__Exercise instructions__:
The answer must be every line of the data that holds the word "objects".

(Stored data entries)
>>>

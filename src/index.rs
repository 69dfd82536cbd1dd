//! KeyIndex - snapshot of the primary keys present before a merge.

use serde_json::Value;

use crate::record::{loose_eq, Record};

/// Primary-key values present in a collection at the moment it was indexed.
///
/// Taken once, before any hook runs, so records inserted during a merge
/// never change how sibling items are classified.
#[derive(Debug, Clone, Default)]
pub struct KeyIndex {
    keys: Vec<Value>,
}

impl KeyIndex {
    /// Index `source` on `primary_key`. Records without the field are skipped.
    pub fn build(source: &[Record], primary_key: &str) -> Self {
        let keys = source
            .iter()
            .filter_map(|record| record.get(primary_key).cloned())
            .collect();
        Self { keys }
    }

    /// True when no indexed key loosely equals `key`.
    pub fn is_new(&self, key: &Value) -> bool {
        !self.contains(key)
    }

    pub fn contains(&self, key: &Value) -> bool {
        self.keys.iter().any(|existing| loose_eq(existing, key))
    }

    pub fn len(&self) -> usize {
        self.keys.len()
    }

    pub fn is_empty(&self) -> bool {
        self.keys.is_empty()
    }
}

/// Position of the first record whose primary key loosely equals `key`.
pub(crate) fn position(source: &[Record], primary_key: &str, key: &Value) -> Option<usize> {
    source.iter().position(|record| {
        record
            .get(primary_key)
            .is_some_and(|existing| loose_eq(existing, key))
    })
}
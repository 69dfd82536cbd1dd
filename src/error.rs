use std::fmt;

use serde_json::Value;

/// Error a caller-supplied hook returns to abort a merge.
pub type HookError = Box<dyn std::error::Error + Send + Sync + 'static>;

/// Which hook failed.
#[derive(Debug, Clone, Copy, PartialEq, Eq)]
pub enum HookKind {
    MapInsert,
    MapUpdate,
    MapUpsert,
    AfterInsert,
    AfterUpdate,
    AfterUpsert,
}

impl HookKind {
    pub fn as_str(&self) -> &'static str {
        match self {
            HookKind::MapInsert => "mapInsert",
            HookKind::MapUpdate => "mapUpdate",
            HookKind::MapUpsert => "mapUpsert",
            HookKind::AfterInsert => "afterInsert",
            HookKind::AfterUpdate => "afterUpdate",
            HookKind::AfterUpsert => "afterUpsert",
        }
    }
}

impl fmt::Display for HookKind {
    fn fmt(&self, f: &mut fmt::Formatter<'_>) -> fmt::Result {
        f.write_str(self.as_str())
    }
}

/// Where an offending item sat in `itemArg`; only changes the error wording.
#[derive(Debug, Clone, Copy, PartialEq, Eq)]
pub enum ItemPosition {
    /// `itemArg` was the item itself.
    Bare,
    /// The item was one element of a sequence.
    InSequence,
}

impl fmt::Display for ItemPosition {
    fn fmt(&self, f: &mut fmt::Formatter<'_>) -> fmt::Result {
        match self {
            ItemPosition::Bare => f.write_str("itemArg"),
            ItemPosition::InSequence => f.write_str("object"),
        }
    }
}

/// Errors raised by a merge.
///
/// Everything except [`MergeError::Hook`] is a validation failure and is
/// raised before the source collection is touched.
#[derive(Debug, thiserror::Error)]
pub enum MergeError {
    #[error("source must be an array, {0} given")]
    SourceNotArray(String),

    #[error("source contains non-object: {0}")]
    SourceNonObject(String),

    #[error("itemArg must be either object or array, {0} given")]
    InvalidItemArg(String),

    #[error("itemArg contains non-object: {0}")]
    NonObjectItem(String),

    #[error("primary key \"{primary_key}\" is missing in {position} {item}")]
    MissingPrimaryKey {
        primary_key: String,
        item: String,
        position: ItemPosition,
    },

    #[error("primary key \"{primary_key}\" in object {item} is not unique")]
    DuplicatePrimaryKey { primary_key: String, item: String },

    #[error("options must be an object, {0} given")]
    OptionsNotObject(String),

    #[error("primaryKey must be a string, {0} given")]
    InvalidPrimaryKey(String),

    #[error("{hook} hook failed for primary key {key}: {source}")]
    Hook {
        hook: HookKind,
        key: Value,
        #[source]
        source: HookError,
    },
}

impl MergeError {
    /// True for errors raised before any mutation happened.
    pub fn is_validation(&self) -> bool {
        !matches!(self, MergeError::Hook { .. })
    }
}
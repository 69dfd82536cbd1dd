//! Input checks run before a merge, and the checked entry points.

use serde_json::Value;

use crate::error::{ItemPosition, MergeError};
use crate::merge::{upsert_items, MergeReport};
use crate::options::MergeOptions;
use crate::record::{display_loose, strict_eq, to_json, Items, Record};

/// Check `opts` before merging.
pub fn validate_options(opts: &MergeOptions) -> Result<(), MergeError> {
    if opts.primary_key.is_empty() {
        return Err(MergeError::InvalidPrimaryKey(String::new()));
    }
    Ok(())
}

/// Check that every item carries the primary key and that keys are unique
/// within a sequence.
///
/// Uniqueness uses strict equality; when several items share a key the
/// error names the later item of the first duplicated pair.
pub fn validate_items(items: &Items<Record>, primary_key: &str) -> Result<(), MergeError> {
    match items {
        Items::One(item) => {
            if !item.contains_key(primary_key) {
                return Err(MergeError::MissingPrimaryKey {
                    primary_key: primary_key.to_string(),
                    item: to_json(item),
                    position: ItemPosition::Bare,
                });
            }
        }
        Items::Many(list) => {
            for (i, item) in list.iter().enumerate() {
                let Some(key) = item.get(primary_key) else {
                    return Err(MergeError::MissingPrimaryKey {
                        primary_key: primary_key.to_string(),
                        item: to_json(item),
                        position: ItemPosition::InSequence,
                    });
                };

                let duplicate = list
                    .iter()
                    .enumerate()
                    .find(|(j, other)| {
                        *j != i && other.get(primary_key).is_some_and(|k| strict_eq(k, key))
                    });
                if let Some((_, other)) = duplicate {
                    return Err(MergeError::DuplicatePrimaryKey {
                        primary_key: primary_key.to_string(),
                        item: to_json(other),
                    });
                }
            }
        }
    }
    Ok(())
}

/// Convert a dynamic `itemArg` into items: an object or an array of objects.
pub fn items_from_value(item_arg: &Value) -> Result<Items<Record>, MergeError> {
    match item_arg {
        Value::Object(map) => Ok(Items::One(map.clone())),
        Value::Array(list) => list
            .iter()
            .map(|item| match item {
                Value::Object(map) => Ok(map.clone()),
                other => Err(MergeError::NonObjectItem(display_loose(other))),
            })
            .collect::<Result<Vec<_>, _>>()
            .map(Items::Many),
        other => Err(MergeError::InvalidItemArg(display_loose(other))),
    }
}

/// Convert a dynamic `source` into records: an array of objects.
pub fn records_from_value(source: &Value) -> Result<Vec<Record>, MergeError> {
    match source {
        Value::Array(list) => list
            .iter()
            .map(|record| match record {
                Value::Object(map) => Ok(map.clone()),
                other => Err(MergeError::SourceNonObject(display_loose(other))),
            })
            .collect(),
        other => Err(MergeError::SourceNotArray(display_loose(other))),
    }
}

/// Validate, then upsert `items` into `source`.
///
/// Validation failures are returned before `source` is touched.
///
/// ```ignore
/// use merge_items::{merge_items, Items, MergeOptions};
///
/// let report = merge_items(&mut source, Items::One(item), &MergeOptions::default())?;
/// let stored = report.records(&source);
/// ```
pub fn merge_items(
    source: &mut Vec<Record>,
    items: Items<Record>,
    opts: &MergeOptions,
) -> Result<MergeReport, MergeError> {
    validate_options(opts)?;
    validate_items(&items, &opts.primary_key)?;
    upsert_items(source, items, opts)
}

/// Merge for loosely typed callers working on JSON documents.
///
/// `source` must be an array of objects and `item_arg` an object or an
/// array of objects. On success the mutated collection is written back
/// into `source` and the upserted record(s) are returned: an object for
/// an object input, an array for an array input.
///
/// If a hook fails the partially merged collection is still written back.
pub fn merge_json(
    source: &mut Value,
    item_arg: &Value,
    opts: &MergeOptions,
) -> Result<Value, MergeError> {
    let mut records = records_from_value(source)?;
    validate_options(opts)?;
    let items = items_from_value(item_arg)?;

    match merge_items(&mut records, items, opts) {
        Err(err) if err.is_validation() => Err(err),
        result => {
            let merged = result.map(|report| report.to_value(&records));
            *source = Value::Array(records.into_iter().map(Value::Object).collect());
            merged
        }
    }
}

<<<

__Output of the task__:
/// Convert a dynamic `itemArg` into items: an object or an array of objects.
/// Convert a dynamic `source` into records: an array of objects.
/// `source` must be an array of objects and `item_arg` an object or an
/// array of objects. On success the mutated collection is written back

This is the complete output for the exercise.